In America, we don’t have a free market — we have a government-saturated economy in which oil companies and other corporations have a cozy relationship with politicians and bureaucrats. That’s wrong, but even that can’t explain the recent run-up in prices. Oil companies today are no more greedy or clever than they have been all along.
We have to look for a better explanation — and it isn’t hard to find. Demand for oil rises with the growth of China, India and other developing countries. When poor people get a little richer, they buy cars, computers and refrigerators. They burn more fuel to make them and to run them. Rising demand, other things being equal, increases prices.

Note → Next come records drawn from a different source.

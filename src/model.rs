use crate::{
    animation::AnimationClip,
    mesh_import::{build_clip, gltf_file, ImportOptions, ImportedScene},
    rv_error::RvError,
    skeleton::{extract_bone_weights, BoneRegistry, Skeleton, VertexBinding},
    types::MAX_BONES,
    vertex::SkinVertex,
};
use log::{info, warn};
use std::path::Path;

/// A rigged mesh asset: its skeleton, the bone bindings of every vertex and
/// the clips that can drive it. Immutable once built.
#[derive(Clone, Debug)]
pub struct SkinnedModel {
    name: String,
    skeleton: Skeleton,
    bindings: Vec<VertexBinding>,
    clips: Vec<AnimationClip>,
}

impl SkinnedModel {
    /// Builds a model from imported data. Bone ids are assigned across all
    /// meshes in the order the bones are first seen.
    ///
    /// # Errors
    /// May return `RvError`
    pub fn from_scene(
        name: impl Into<String>,
        scene: &ImportedScene,
        options: &ImportOptions,
    ) -> Result<Self, RvError> {
        let name = name.into();
        let mut registry = BoneRegistry::new();
        let mut bindings = Vec::new();
        for mesh in &scene.meshes {
            bindings.extend(extract_bone_weights(mesh, &mut registry)?);
        }
        if registry.len() > MAX_BONES {
            warn!(
                "model {} has {} bones, the skin shader holds {}",
                name,
                registry.len(),
                MAX_BONES
            );
        }

        let skeleton = Skeleton::new(&scene.root, registry);
        let clips: Vec<AnimationClip> = scene
            .animations
            .iter()
            .map(|a| build_clip(a, &skeleton, options))
            .collect();
        info!(
            "model {} vertices={} bones={} clips={}",
            name,
            bindings.len(),
            skeleton.bone_count(),
            clips.len()
        );

        Ok(Self {
            name,
            skeleton,
            bindings,
            clips,
        })
    }

    /// Loads a model from a file. Only glTF (`.gltf` and `.glb`) is
    /// supported.
    ///
    /// # Errors
    /// May return `RvError`
    pub fn load(path: &Path, options: &ImportOptions) -> Result<Self, RvError> {
        let ext = path
            .extension()
            .and_then(|e| e.to_str())
            .map(str::to_ascii_lowercase);
        let scene = match ext.as_deref() {
            Some("gltf" | "glb") => gltf_file::load(path)?,
            _ => {
                warn!("{:?} is not a supported file type", path);
                return Err(RvError::UnsupportedFormat);
            }
        };
        let name = path
            .file_stem()
            .map_or_else(|| path.display().to_string(), |s| s.to_string_lossy().into_owned());
        Self::from_scene(name, &scene, options)
    }

    #[must_use]
    pub fn name(&self) -> &str {
        &self.name
    }

    #[must_use]
    pub const fn skeleton(&self) -> &Skeleton {
        &self.skeleton
    }

    #[must_use]
    pub fn bone_count(&self) -> usize {
        self.skeleton.bone_count()
    }

    #[must_use]
    pub fn has_animations(&self) -> bool {
        !self.clips.is_empty()
    }

    #[must_use]
    pub fn animation_count(&self) -> usize {
        self.clips.len()
    }

    #[must_use]
    pub fn animations(&self) -> &[AnimationClip] {
        &self.clips
    }

    /// Clip at `index`. An index past the end falls back to clip 0 with a
    /// warning. `None` only when the model has no clips.
    #[must_use]
    pub fn animation(&self, index: usize) -> Option<&AnimationClip> {
        self.clips.get(index).or_else(|| {
            if !self.clips.is_empty() {
                warn!(
                    "model {} has no animation {}, using 0",
                    self.name, index
                );
            }
            self.clips.first()
        })
    }

    /// Frame count of a clip, 0 if there is no clip
    #[must_use]
    pub fn animation_frame_num(&self, index: usize) -> usize {
        self.animation(index).map_or(0, AnimationClip::frame_count)
    }

    #[must_use]
    pub fn vertex_bindings(&self) -> &[VertexBinding] {
        &self.bindings
    }

    /// Bindings in the shader's vertex layout
    #[must_use]
    pub fn skin_vertices(&self) -> Vec<SkinVertex> {
        self.bindings.iter().map(SkinVertex::from).collect()
    }
}

#[cfg(test)]
mod tests {
    use super::*;
    use crate::{
        mesh_import::{
            ImportedAnimation, ImportedBone, ImportedChannel, ImportedMesh,
            VectorKey, VertexWeight,
        },
        skeleton::SceneNode,
    };
    use nalgebra_glm as glm;

    fn granary() -> ImportedScene {
        ImportedScene {
            root: SceneNode {
                name: "root".to_string(),
                local_bind_transform: glm::Mat4::identity(),
                children: vec![SceneNode::new("bone", glm::Mat4::identity())],
            },
            meshes: vec![ImportedMesh {
                name: "cube".to_string(),
                vertex_count: 2,
                bones: vec![ImportedBone {
                    name: "bone".to_string(),
                    offset_matrix: glm::Mat4::identity(),
                    weights: vec![VertexWeight {
                        vertex: 1,
                        weight: 1.0,
                    }],
                }],
            }],
            animations: vec![ImportedAnimation {
                name: "slide".to_string(),
                duration: 1.0,
                ticks_per_second: 1.0,
                channels: vec![ImportedChannel {
                    translation_keys: vec![
                        VectorKey {
                            time: 0.0,
                            value: glm::vec3(0.0, 0.0, 0.0),
                        },
                        VectorKey {
                            time: 1.0,
                            value: glm::vec3(1.0, 0.0, 0.0),
                        },
                    ],
                    ..ImportedChannel::new("bone")
                }],
            }],
        }
    }

    #[test]
    fn from_scene() {
        let model = SkinnedModel::from_scene("cube", &granary(), &ImportOptions::default());
        assert!(model.is_ok());
        if let Ok(model) = model {
            assert_eq!(model.bone_count(), 1);
            assert!(model.has_animations());
            assert_eq!(model.animation_frame_num(0), 2);
            // Out of range falls back to the first clip
            assert_eq!(model.animation(7).map(AnimationClip::name), Some("slide"));
            let skin = model.skin_vertices();
            assert_eq!(skin.len(), 2);
            assert_eq!(skin[1].bone_ids, [0, -1, -1, -1]);
        }
    }

    #[test]
    fn no_animations() {
        let mut scene = granary();
        scene.animations.clear();
        let model = SkinnedModel::from_scene("cube", &scene, &ImportOptions::default());
        assert!(model.is_ok());
        if let Ok(model) = model {
            assert!(!model.has_animations());
            assert!(model.animation(0).is_none());
            assert_eq!(model.animation_frame_num(3), 0);
        }
    }

    #[test]
    fn unsupported_extension() {
        let result = SkinnedModel::load(Path::new("cube.fbx"), &ImportOptions::default());
        assert!(matches!(result, Err(RvError::UnsupportedFormat)));
    }
}
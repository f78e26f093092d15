use log::{debug, trace};

#[derive(Clone, Copy, Debug, Default, Eq, PartialEq)]
pub enum PlayState {
    #[default]
    Playing,
    Paused,
}

/// Playback cursor for one clip of one asset. The player refers to its
/// target by index so it never borrows the asset list it drives.
#[derive(Clone, Debug, Default)]
pub struct AnimationPlayer {
    target: usize,
    clip: usize,
    duration: f64,
    time: f64,
    frame: usize,
    state: PlayState,
}

impl AnimationPlayer {
    /// Creates a player in the `Playing` state at time 0
    #[must_use]
    pub const fn new(target: usize, clip: usize, duration: f64) -> Self {
        Self {
            target,
            clip,
            duration,
            time: 0.0,
            frame: 0,
            state: PlayState::Playing,
        }
    }

    /// Moves playback forward by `delta_time * speed` seconds and returns the
    /// new time. Crossing the end of the clip snaps back to 0 rather than
    /// wrapping by the overshoot. Paused players don't move.
    pub fn advance(&mut self, delta_time: f64, speed: f64) -> f64 {
        if self.state == PlayState::Paused {
            return self.time;
        }
        let new_time = delta_time.mul_add(speed, self.time);
        if new_time > self.duration || new_time < 0.0 {
            trace!("time {} outside 0..{}, restarting", new_time, self.duration);
            self.time = 0.0;
        } else {
            self.time = new_time;
        }
        self.time
    }

    /// Sets the time to 0 whether playing or not
    pub fn reset(&mut self) {
        self.time = 0.0;
    }

    /// Switches to another target and clip, starting again from the top
    pub fn retarget(&mut self, target: usize, clip: usize, duration: f64) {
        debug!(
            "retarget to asset {} clip {} duration {}",
            target, clip, duration
        );
        self.target = target;
        self.clip = clip;
        self.duration = duration;
        self.time = 0.0;
        self.frame = 0;
    }

    pub fn toggle_play(&mut self) {
        self.state = match self.state {
            PlayState::Playing => PlayState::Paused,
            PlayState::Paused => PlayState::Playing,
        };
    }

    pub fn play(&mut self) {
        self.state = PlayState::Playing;
    }

    pub fn pause(&mut self) {
        self.state = PlayState::Paused;
    }

    #[must_use]
    pub fn is_playing(&self) -> bool {
        self.state == PlayState::Playing
    }

    #[must_use]
    pub const fn state(&self) -> PlayState {
        self.state
    }

    /// Current time in seconds
    #[must_use]
    pub const fn time(&self) -> f64 {
        self.time
    }

    #[must_use]
    pub const fn duration(&self) -> f64 {
        self.duration
    }

    #[must_use]
    pub const fn target(&self) -> usize {
        self.target
    }

    #[must_use]
    pub const fn clip(&self) -> usize {
        self.clip
    }

    /// Frame cursor used for discrete sampling
    #[must_use]
    pub const fn frame_index(&self) -> usize {
        self.frame
    }

    /// Steps the frame cursor forward, wrapping at `frame_count`
    pub fn next_frame(&mut self, frame_count: usize) -> usize {
        self.frame = if frame_count == 0 {
            0
        } else {
            (self.frame + 1) % frame_count
        };
        self.frame
    }

    /// Steps the frame cursor back, wrapping to the last frame
    pub fn previous_frame(&mut self, frame_count: usize) -> usize {
        self.frame = match (frame_count, self.frame) {
            (0, _) => 0,
            (n, 0) => n - 1,
            (n, f) => (f - 1).min(n - 1),
        };
        self.frame
    }
}

#[cfg(test)]
mod tests {
    use super::*;

    fn approx_eq(a: f64, b: f64) {
        assert!((b - a).abs() < 1.0e-9, "{a} != {b}");
    }

    #[test]
    fn restarts_past_end() {
        let mut player = AnimationPlayer::new(0, 0, 2.0);
        approx_eq(player.advance(1.5, 1.0), 1.5);
        // 2.5 is past the end so the player snaps to 0 instead of 0.5
        approx_eq(player.advance(1.0, 1.0), 0.0);
        approx_eq(player.advance(0.25, 2.0), 0.5);
    }

    #[test]
    fn paused_does_not_move() {
        let mut player = AnimationPlayer::new(0, 0, 2.0);
        player.advance(0.5, 1.0);
        player.toggle_play();
        assert_eq!(player.state(), PlayState::Paused);
        approx_eq(player.advance(0.5, 1.0), 0.5);
        approx_eq(player.advance(0.5, 1.0), 0.5);
        player.toggle_play();
        assert!(player.is_playing());
        approx_eq(player.advance(0.5, 1.0), 1.0);
    }

    #[test]
    fn reset_while_paused() {
        let mut player = AnimationPlayer::new(0, 0, 2.0);
        player.advance(1.0, 1.0);
        player.pause();
        player.reset();
        approx_eq(player.time(), 0.0);
        assert!(!player.is_playing());
    }

    #[test]
    fn retarget_restarts() {
        let mut player = AnimationPlayer::new(0, 0, 2.0);
        player.advance(1.0, 1.0);
        player.next_frame(10);
        player.retarget(2, 1, 4.0);
        assert_eq!((player.target(), player.clip()), (2, 1));
        approx_eq(player.time(), 0.0);
        assert_eq!(player.frame_index(), 0);
        approx_eq(player.advance(3.0, 1.0), 3.0);
    }

    #[test]
    fn frame_cursor_wraps() {
        let mut player = AnimationPlayer::default();
        assert_eq!(player.previous_frame(3), 2);
        assert_eq!(player.next_frame(3), 0);
        assert_eq!(player.next_frame(3), 1);
        assert_eq!(player.next_frame(0), 0);
        assert_eq!(player.previous_frame(0), 0);
    }
}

The evil oil-speculator theory also runs up against the fact that the Federal Reserve’s inflationary policies (QE2) and other factors have continued the dollar’s slide against foreign currencies — to a three-year low. As the dollar loses value, oil sellers demand more for their product. “Commodities, along with most traded goods globally, are priced in dollars,” former Federal Reserve official Gerald P. O’Driscoll of the Cato Institute writes. “It is the old story of too much money chasing too few goods.”
If Sanders and other economic illiterates get their way, we’ll have new laws banning “speculation.” That will raise prices further. Don’t believe me? Think back to a previous time when a Senate committee said that “speculative activity causes severe and unwarranted fluctuations in the price. …” That was in 1958, when people got upset about the price of onions. Fools in Congress addressed that problem by banning speculation on onion prices.
The result? A Financial Times analysis found that the ban made prices less stable. This year, the retail price of onions rose more than the price of gasoline — 36 versus 24 percent. Most years, the price of onions fluctuates more than other goods. No mystery there. Speculators help keep prices stable. When they foresee a future oil shortage — that is, when prices are lower than anticipated in the future — speculators buy lots of it, store it and then sell it when the shortage hits. They know they can charge more when there’s relatively little oil on the market. But their selling during the shortage brings prices down from what they would have been had speculators not acted.
Speculators don’t “artificially jack up the price of oil” — they take risks. Those who guess wrong lose a lot of money.
Historically, speculators have been convenient scapegoats, and they have suffered greatly for it. So have the rest of us.
While government should never create political opportunities for speculation, it should also stop interfering with its legitimate economic function.